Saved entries
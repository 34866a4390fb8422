//! # Shared Element Coordinator
//!
//! Owns the shared-element state. Screens register their element groups and
//! report layout; the navigator starts, drives, and ends transitions; the
//! renderer subscribes and draws `overlay()`.
//!
//! Unregistering is deferred by one frame, so the outgoing screen's group
//! still exists while the incoming screen starts its transition.

use std::cell::{Cell, RefCell};
use std::rc::Rc;

use log::{debug, warn};

use crate::scheduler::FrameScheduler;
use crate::shared_element::action::{SharedElementAction, reduce};
use crate::shared_element::overlay::{TransitionOverlay, compute_overlay};
use crate::shared_element::state::{
    ElementGroup, ElementMetrics, GroupStyle, SharedElementState, TransitionError,
};

type Listener = Rc<dyn Fn(&SharedElementState)>;

struct CoordinatorInner {
    state: RefCell<Rc<SharedElementState>>,
    frames: FrameScheduler,
    listeners: RefCell<Vec<(u64, Listener)>>,
    next_listener: Cell<u64>,
}

#[derive(Clone)]
pub struct SharedElementCoordinator {
    inner: Rc<CoordinatorInner>,
}

impl SharedElementCoordinator {
    pub fn new(frames: FrameScheduler) -> Self {
        Self {
            inner: Rc::new(CoordinatorInner {
                state: RefCell::new(Rc::new(SharedElementState::default())),
                frames,
                listeners: RefCell::new(Vec::new()),
                next_listener: Cell::new(0),
            }),
        }
    }

    pub fn state(&self) -> Rc<SharedElementState> {
        Rc::clone(&self.inner.state.borrow())
    }

    pub fn dispatch(&self, action: SharedElementAction) -> Result<(), TransitionError> {
        let current = self.state();
        let next = reduce(&current, &action)?;
        if next == *current {
            return Ok(());
        }
        let next = Rc::new(next);
        *self.inner.state.borrow_mut() = Rc::clone(&next);

        let listeners: Vec<Listener> = self
            .inner
            .listeners
            .borrow()
            .iter()
            .map(|(_, l)| Rc::clone(l))
            .collect();
        for listener in listeners {
            listener(&next);
        }
        Ok(())
    }

    pub fn subscribe(&self, listener: impl Fn(&SharedElementState) + 'static) -> u64 {
        let id = self.inner.next_listener.get();
        self.inner.next_listener.set(id + 1);
        self.inner
            .listeners
            .borrow_mut()
            .push((id, Rc::new(listener)));
        id
    }

    pub fn unsubscribe(&self, id: u64) {
        self.inner.listeners.borrow_mut().retain(|(l, _)| *l != id);
    }

    // ── Groups ──────────────────────────────────────────────────────────────

    pub fn register_group(
        &self,
        uid: &str,
        id: &str,
        route_key: &str,
        element_ids: &[&str],
        style: GroupStyle,
    ) -> Result<(), TransitionError> {
        self.dispatch(SharedElementAction::RegisterGroup {
            uid: uid.to_string(),
            id: id.to_string(),
            route_key: route_key.to_string(),
            element_ids: element_ids.iter().map(|e| e.to_string()).collect(),
            style,
        })
    }

    /// Records layout for one element. Unknown groups are ignored.
    pub fn update_metrics(
        &self,
        group_uid: &str,
        element_id: &str,
        metrics: ElementMetrics,
    ) -> Result<(), TransitionError> {
        self.dispatch(SharedElementAction::UpdateMetricsForElement {
            group_uid: group_uid.to_string(),
            element_id: element_id.to_string(),
            metrics,
        })
    }

    /// Removes the group after the next frame.
    pub fn unregister_group(&self, uid: &str) {
        let coordinator = Rc::downgrade(&self.inner);
        let uid = uid.to_string();
        self.inner.frames.request_frame(move || {
            let Some(inner) = coordinator.upgrade() else {
                return;
            };
            let coordinator = SharedElementCoordinator { inner };
            if let Err(err) = coordinator.dispatch(SharedElementAction::UnregisterGroup { uid }) {
                warn!("Deferred unregister failed: {err}");
            }
        });
    }

    pub fn group(&self, uid: &str) -> Option<ElementGroup> {
        self.state().group(uid).cloned()
    }

    pub fn find_group(&self, id: &str, route_key: &str) -> Option<ElementGroup> {
        self.state().find_group(id, route_key).cloned()
    }

    // ── Transitions ─────────────────────────────────────────────────────────

    /// Starts a transition between two groups. A transition already in
    /// flight is replaced; its overlay is returned at progress 1.0 so the
    /// renderer can finish it in place.
    pub fn start_transition(
        &self,
        from_group_uid: &str,
        to_group_uid: &str,
        progress: f64,
    ) -> Result<Option<TransitionOverlay>, TransitionError> {
        let state = self.state();
        let superseded = match &state.transition {
            Some(session) => match compute_overlay(&state, session, 1.0) {
                Ok(overlay) => Some(overlay),
                Err(err) => {
                    debug!("Superseded transition can't be completed: {err}");
                    None
                }
            },
            None => None,
        };
        self.dispatch(SharedElementAction::StartTransitionForElementGroups {
            from_group_uid: from_group_uid.to_string(),
            to_group_uid: to_group_uid.to_string(),
            progress,
        })?;
        Ok(superseded)
    }

    pub fn set_progress(&self, progress: f64) -> Result<(), TransitionError> {
        self.dispatch(SharedElementAction::SetTransitionProgress { progress })
    }

    pub fn end_transition(&self) -> Result<(), TransitionError> {
        self.dispatch(SharedElementAction::EndTransitionForElementGroups)
    }

    pub fn is_transitioning(&self) -> bool {
        self.state().transition.is_some()
    }

    /// What the renderer should draw right now, if a transition is running.
    pub fn overlay(&self) -> Result<Option<TransitionOverlay>, TransitionError> {
        let state = self.state();
        state
            .transition
            .as_ref()
            .map(|session| compute_overlay(&state, session, session.progress))
            .transpose()
    }
}

#[cfg(test)]
mod tests {
    use super::*;

    fn coordinator() -> (SharedElementCoordinator, FrameScheduler) {
        let frames = FrameScheduler::new();
        (SharedElementCoordinator::new(frames.clone()), frames)
    }

    fn setup(coordinator: &SharedElementCoordinator) {
        coordinator
            .register_group("g1", "photo", "list", &["a", "b"], GroupStyle::default())
            .unwrap();
        coordinator
            .register_group("g2", "photo", "detail", &["b", "c"], GroupStyle::default())
            .unwrap();
        for (group, element, size) in [("g1", "a", 10.0), ("g1", "b", 20.0), ("g2", "b", 80.0), ("g2", "c", 5.0)] {
            coordinator
                .update_metrics(group, element, ElementMetrics::new(0.0, 0.0, size, size))
                .unwrap();
        }
    }

    #[test]
    fn test_transition_matches_common_elements() {
        let (coordinator, _) = coordinator();
        setup(&coordinator);
        assert!(coordinator.start_transition("g1", "g2", 0.0).unwrap().is_none());

        let overlay = coordinator.overlay().unwrap().unwrap();
        assert_eq!(overlay.elements.len(), 1);
        assert_eq!(overlay.elements[0].element_id, "b");
        assert_eq!(overlay.elements[0].scale_x, 0.25);

        coordinator.set_progress(1.0).unwrap();
        assert_eq!(coordinator.overlay().unwrap().unwrap().elements[0].scale_x, 1.0);
        coordinator.end_transition().unwrap();
        assert!(coordinator.overlay().unwrap().is_none());
    }

    #[test]
    fn test_unregister_waits_one_frame() {
        let (coordinator, frames) = coordinator();
        setup(&coordinator);
        coordinator.unregister_group("g1");
        assert!(coordinator.group("g1").is_some());
        frames.run_frame();
        assert!(coordinator.group("g1").is_none());
    }

    #[test]
    fn test_new_transition_supersedes_running_one() {
        let (coordinator, _) = coordinator();
        setup(&coordinator);
        coordinator.start_transition("g1", "g2", 0.3).unwrap();

        let superseded = coordinator.start_transition("g2", "g1", 0.0).unwrap().unwrap();
        assert_eq!(superseded.progress, 1.0);
        assert_eq!(superseded.from_group_uid, "g1");

        let running = coordinator.overlay().unwrap().unwrap();
        assert_eq!(running.from_group_uid, "g2");
    }

    #[test]
    fn test_failed_start_keeps_previous_state() {
        let (coordinator, _) = coordinator();
        setup(&coordinator);
        let err = coordinator.start_transition("g1", "ghost", 0.0).unwrap_err();
        assert_eq!(
            err,
            TransitionError::GroupNotFound {
                uid: "ghost".to_string()
            }
        );
        assert!(!coordinator.is_transitioning());
    }

    #[test]
    fn test_listeners_notified_on_change_only() {
        let (coordinator, _) = coordinator();
        let calls = Rc::new(Cell::new(0));
        let counter = Rc::clone(&calls);
        coordinator.subscribe(move |_| counter.set(counter.get() + 1));

        coordinator
            .register_group("g1", "photo", "list", &["a"], GroupStyle::default())
            .unwrap();
        coordinator
            .register_group("g1", "photo", "list", &["a"], GroupStyle::default())
            .unwrap();
        coordinator
            .update_metrics("ghost", "a", ElementMetrics::new(0.0, 0.0, 1.0, 1.0))
            .unwrap();
        assert_eq!(calls.get(), 1);
    }
}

▶ [EXERCISE DETAILS]: Copy out every line of the data that includes "calls".

▶ [TASK RESPONSE]:
        let calls = Rc::new(Cell::new(0));
        let counter = Rc::clone(&calls);
        assert_eq!(calls.get(), 1);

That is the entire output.